Segment Start: PROVIDED RECORDS

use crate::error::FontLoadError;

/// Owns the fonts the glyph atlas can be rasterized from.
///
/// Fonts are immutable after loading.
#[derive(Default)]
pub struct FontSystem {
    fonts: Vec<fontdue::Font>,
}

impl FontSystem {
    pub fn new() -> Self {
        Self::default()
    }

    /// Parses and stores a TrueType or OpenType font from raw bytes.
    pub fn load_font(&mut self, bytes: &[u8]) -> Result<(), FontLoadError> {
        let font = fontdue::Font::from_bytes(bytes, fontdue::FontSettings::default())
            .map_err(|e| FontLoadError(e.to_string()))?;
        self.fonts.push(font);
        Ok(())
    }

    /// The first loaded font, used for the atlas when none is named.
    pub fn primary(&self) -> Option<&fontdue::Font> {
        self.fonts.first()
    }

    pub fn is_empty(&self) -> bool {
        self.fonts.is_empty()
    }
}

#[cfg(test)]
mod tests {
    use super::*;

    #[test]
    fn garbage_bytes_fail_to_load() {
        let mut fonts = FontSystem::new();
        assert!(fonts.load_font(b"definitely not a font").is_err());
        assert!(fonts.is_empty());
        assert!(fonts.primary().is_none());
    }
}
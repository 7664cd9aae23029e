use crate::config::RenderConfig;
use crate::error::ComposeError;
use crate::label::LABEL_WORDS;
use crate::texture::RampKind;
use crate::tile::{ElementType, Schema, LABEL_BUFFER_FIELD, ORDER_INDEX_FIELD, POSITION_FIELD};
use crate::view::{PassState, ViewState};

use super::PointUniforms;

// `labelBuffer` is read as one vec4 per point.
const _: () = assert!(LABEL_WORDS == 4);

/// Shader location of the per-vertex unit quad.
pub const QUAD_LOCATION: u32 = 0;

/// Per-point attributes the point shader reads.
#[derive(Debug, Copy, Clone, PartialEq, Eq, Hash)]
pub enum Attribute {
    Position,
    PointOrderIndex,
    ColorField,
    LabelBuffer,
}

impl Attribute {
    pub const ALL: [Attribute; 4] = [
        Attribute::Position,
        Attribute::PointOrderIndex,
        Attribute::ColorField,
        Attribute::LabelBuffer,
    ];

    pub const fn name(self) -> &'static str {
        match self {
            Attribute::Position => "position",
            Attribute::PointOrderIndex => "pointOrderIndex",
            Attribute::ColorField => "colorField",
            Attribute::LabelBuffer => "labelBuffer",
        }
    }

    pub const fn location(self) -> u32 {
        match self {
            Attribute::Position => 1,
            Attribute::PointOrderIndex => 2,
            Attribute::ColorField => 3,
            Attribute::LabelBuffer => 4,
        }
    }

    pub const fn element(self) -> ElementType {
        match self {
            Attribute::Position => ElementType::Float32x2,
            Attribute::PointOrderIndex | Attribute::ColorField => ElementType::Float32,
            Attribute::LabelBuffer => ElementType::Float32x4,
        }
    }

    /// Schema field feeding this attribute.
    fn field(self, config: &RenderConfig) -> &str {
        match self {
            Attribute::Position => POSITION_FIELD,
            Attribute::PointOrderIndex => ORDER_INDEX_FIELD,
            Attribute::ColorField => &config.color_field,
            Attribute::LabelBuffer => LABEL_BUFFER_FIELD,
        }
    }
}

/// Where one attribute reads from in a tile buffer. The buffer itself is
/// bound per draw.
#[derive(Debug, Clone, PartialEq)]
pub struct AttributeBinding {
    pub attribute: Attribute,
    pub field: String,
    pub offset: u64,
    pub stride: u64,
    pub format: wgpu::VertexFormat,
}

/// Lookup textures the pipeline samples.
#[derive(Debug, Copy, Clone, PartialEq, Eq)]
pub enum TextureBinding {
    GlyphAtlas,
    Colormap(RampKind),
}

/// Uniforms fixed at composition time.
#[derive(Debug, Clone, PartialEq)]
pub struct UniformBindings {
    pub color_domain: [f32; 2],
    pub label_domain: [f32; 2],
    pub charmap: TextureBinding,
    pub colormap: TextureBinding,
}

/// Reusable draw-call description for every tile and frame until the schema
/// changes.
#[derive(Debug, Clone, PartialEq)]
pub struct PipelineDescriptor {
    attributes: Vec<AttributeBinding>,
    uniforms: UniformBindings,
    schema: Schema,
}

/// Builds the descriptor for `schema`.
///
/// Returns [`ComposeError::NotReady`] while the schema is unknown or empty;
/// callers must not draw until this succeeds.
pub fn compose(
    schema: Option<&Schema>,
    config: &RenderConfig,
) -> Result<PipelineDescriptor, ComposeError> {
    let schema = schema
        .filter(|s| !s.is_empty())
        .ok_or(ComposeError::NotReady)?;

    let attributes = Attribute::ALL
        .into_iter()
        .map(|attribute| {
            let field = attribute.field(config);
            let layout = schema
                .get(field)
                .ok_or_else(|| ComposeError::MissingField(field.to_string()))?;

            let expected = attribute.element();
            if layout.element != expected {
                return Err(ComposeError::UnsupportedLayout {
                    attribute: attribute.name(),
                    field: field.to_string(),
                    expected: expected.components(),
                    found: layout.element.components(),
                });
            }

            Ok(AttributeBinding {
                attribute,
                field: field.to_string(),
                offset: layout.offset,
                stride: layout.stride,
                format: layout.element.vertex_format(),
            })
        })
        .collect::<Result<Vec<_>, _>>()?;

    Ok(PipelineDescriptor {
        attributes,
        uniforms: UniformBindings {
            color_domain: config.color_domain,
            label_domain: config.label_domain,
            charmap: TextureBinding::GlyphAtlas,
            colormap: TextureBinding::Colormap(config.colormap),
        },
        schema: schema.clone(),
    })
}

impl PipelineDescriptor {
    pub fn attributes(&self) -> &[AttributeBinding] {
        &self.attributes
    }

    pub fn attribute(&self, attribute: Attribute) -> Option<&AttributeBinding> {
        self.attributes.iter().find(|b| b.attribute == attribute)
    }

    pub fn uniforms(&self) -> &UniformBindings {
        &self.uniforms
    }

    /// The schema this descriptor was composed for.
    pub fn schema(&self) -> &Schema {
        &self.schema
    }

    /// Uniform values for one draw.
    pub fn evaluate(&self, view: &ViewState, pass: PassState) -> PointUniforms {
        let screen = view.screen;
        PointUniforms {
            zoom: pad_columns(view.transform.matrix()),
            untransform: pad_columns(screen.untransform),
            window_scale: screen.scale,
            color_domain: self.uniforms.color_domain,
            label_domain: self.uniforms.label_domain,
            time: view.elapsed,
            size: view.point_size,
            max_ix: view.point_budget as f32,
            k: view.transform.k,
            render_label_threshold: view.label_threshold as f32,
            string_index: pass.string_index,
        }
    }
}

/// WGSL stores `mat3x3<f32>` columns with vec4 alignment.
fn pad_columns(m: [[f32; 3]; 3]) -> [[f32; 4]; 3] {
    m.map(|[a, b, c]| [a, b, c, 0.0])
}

Segment End: PROVIDED RECORDS

* [WHAT THE EXERCISE ASKS]: Work out how many lines of the data hold the string "TextureBinding". Reply with that number alone.

* [RESPONSE]: 5